╭──

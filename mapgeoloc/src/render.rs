//! Render pipeline
//!
//! Three independent steps, each comparing a "should show" decision against
//! a cached "is shown" flag so the marker surface is only mutated on change:
//!
//! | Step            | Shown when                                              |
//! |-----------------|---------------------------------------------------------|
//! | position marker | position set and floor matches (if an overlay exists)   |
//! | accuracy circle | position has accuracy and radius ≥ configured minimum   |
//! | heading cone    | heading set                                             |
//!
//! Position, radius and rotation are refreshed on every call while shown.

use tracing::debug;

use crate::geo::pixel_radius_for_accuracy;
use crate::host::{FloorOverlay, HostMap, MarkerSurface};
use crate::position::{Heading, Position};

/// Cached visibility of the three rendered elements.
#[derive(Debug, Clone, Copy, Default, PartialEq, Eq)]
pub struct RenderState {
    pub position_rendered: bool,
    pub accuracy_rendered: bool,
    pub heading_rendered: bool,
}

/// Whether a position should be visible given the floor overlay.
///
/// The marker is hidden only when both the overlay and the position carry a
/// floor and the two differ.
pub fn position_visible(position: Option<&Position>, floor: Option<&dyn FloorOverlay>) -> bool {
    let Some(position) = position else {
        return false;
    };

    match (floor.and_then(|overlay| overlay.level()), position.level) {
        (Some(displayed), Some(level)) => displayed == level,
        _ => true,
    }
}

/// On-screen accuracy radius if the circle should be drawn.
pub fn visible_accuracy_radius(
    position: Option<&Position>,
    host: &dyn HostMap,
    minimum_radius_px: f64,
) -> Option<f64> {
    let position = position?;
    let accuracy = position.accuracy?;

    let radius_px =
        pixel_radius_for_accuracy(accuracy, position.lat, host.zoom(), host.tile_size());

    // NaN radii fail this comparison too
    if radius_px >= minimum_radius_px {
        Some(radius_px)
    } else {
        None
    }
}

impl RenderState {
    /// Show, move or remove the position marker.
    pub fn render_position(
        &mut self,
        position: Option<&Position>,
        floor: Option<&dyn FloorOverlay>,
        surface: &mut dyn MarkerSurface,
    ) {
        let show = position_visible(position, floor);

        match (show, self.position_rendered, position) {
            (true, rendered, Some(position)) => {
                if !rendered {
                    debug!(lng = position.lng, lat = position.lat, "Creating position marker");
                    surface.create_marker();
                }
                surface.set_marker_position(position.lng_lat());
            }
            (false, true, _) => {
                debug!("Removing position marker");
                surface.remove_marker();
            }
            _ => {}
        }

        self.position_rendered = show;
    }

    /// Show, resize or hide the accuracy circle.
    pub fn render_accuracy(
        &mut self,
        position: Option<&Position>,
        host: &dyn HostMap,
        minimum_radius_px: f64,
        surface: &mut dyn MarkerSurface,
    ) {
        let radius = visible_accuracy_radius(position, host, minimum_radius_px);

        if let Some(radius_px) = radius {
            if !self.accuracy_rendered {
                surface.attach_accuracy_circle();
            }
            surface.set_accuracy_radius(radius_px);
        } else if self.accuracy_rendered {
            debug!("Accuracy circle below minimum radius or unavailable, hiding");
            surface.detach_accuracy_circle();
        }

        self.accuracy_rendered = radius.is_some();
    }

    /// Show, rotate or hide the heading cone.
    pub fn render_heading(&mut self, heading: Option<Heading>, surface: &mut dyn MarkerSurface) {
        match (heading, self.heading_rendered) {
            (Some(degrees), rendered) => {
                if !rendered {
                    surface.attach_heading();
                }
                surface.set_rotation(degrees);
            }
            (None, true) => surface.detach_heading(),
            (None, false) => {}
        }

        self.heading_rendered = heading.is_some();
    }
}

#[cfg(test)]
mod tests {
    use super::*;
    use crate::geo::LngLat;
    use crate::host::{HeadlessMap, RecordingSurface, SurfaceOp};

    struct FixedFloor(Option<i32>);

    impl FloorOverlay for FixedFloor {
        fn level(&self) -> Option<i32> {
            self.0
        }

        fn set_level(&mut self, level: i32) {
            self.0 = Some(level);
        }

        fn has_selected_map(&self) -> bool {
            true
        }
    }

    fn montpellier() -> Position {
        Position::new(3.883528, 43.608749)
    }

    #[test]
    fn test_marker_created_once_then_moved() {
        let mut state = RenderState::default();
        let mut surface = RecordingSurface::new();
        let first = montpellier();
        let second = Position::new(3.881970, 43.609040);

        state.render_position(Some(&first), None, &mut surface);
        state.render_position(Some(&second), None, &mut surface);

        assert_eq!(
            surface.ops(),
            &[
                SurfaceOp::CreateMarker,
                SurfaceOp::SetMarkerPosition(first.lng_lat()),
                SurfaceOp::SetMarkerPosition(second.lng_lat()),
            ]
        );
    }

    #[test]
    fn test_marker_removed_once() {
        let mut state = RenderState::default();
        let mut surface = RecordingSurface::new();

        state.render_position(Some(&montpellier()), None, &mut surface);
        state.render_position(None, None, &mut surface);
        state.render_position(None, None, &mut surface);

        assert_eq!(surface.count(|op| *op == SurfaceOp::RemoveMarker), 1);
        assert!(!surface.has_marker());
        assert!(!state.position_rendered);
    }

    #[test]
    fn test_nothing_rendered_without_position() {
        let mut state = RenderState::default();
        let mut surface = RecordingSurface::new();

        state.render_position(None, None, &mut surface);
        assert!(surface.ops().is_empty());
    }

    #[test]
    fn test_floor_mismatch_hides_marker() {
        let floor = FixedFloor(Some(0));
        let position = montpellier().with_level(-1);
        assert!(!position_visible(Some(&position), Some(&floor)));

        let same_floor = FixedFloor(Some(-1));
        assert!(position_visible(Some(&position), Some(&same_floor)));
    }

    #[test]
    fn test_floor_without_level_shows_marker() {
        let unset = FixedFloor(None);
        assert!(position_visible(
            Some(&montpellier().with_level(2)),
            Some(&unset)
        ));

        let displayed = FixedFloor(Some(3));
        assert!(position_visible(Some(&montpellier()), Some(&displayed)));
    }

    #[test]
    fn test_accuracy_circle_shown_when_large_enough() {
        let host = HeadlessMap::new(LngLat::new(3.88, 43.6), 18.0);
        let mut state = RenderState::default();
        let mut surface = RecordingSurface::new();
        let position = montpellier().with_accuracy(10.0);

        state.render_accuracy(Some(&position), &host, 18.0, &mut surface);
        state.render_accuracy(Some(&position), &host, 18.0, &mut surface);

        assert_eq!(surface.count(|op| *op == SurfaceOp::AttachAccuracyCircle), 1);
        assert_eq!(
            surface.count(|op| matches!(op, SurfaceOp::SetAccuracyRadius(_))),
            2
        );
        assert!(surface.accuracy_radius().unwrap() > 18.0);
    }

    #[test]
    fn test_accuracy_circle_hidden_when_too_small() {
        // 10 m at zoom 10 is a fraction of a pixel
        let host = HeadlessMap::new(LngLat::new(3.88, 43.6), 10.0);
        let mut state = RenderState::default();
        let mut surface = RecordingSurface::new();

        state.render_accuracy(
            Some(&montpellier().with_accuracy(10.0)),
            &host,
            18.0,
            &mut surface,
        );

        assert!(surface.ops().is_empty());
        assert!(!state.accuracy_rendered);
    }

    #[test]
    fn test_accuracy_circle_hidden_without_accuracy() {
        let host = HeadlessMap::new(LngLat::new(3.88, 43.6), 18.0);
        assert!(visible_accuracy_radius(Some(&montpellier()), &host, 0.0).is_none());
    }

    #[test]
    fn test_accuracy_circle_detached_after_zoom_out() {
        let mut host = HeadlessMap::new(LngLat::new(3.88, 43.6), 18.0);
        let mut state = RenderState::default();
        let mut surface = RecordingSurface::new();
        let position = montpellier().with_accuracy(10.0);

        state.render_accuracy(Some(&position), &host, 18.0, &mut surface);
        host.jump_to(crate::host::CameraTransform {
            center: LngLat::new(3.88, 43.6),
            zoom: Some(12.0),
            bearing: None,
        });
        state.render_accuracy(Some(&position), &host, 18.0, &mut surface);

        assert!(!surface.has_accuracy_circle());
        assert_eq!(surface.count(|op| *op == SurfaceOp::DetachAccuracyCircle), 1);
    }

    #[test]
    fn test_heading_rotation_every_update() {
        let mut state = RenderState::default();
        let mut surface = RecordingSurface::new();

        state.render_heading(Some(280.0), &mut surface);
        state.render_heading(Some(90.0), &mut surface);
        state.render_heading(None, &mut surface);
        state.render_heading(None, &mut surface);

        assert_eq!(
            surface.ops(),
            &[
                SurfaceOp::AttachHeading,
                SurfaceOp::SetRotation(280.0),
                SurfaceOp::SetRotation(90.0),
                SurfaceOp::DetachHeading,
            ]
        );
    }
}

╰──

• **What needs to be done**: Each line containing the word "cone" must be pulled from the listing and copied.

• **Answer to the problem**:
//! | heading cone    | heading set                                             |
    /// Show, rotate or hide the heading cone.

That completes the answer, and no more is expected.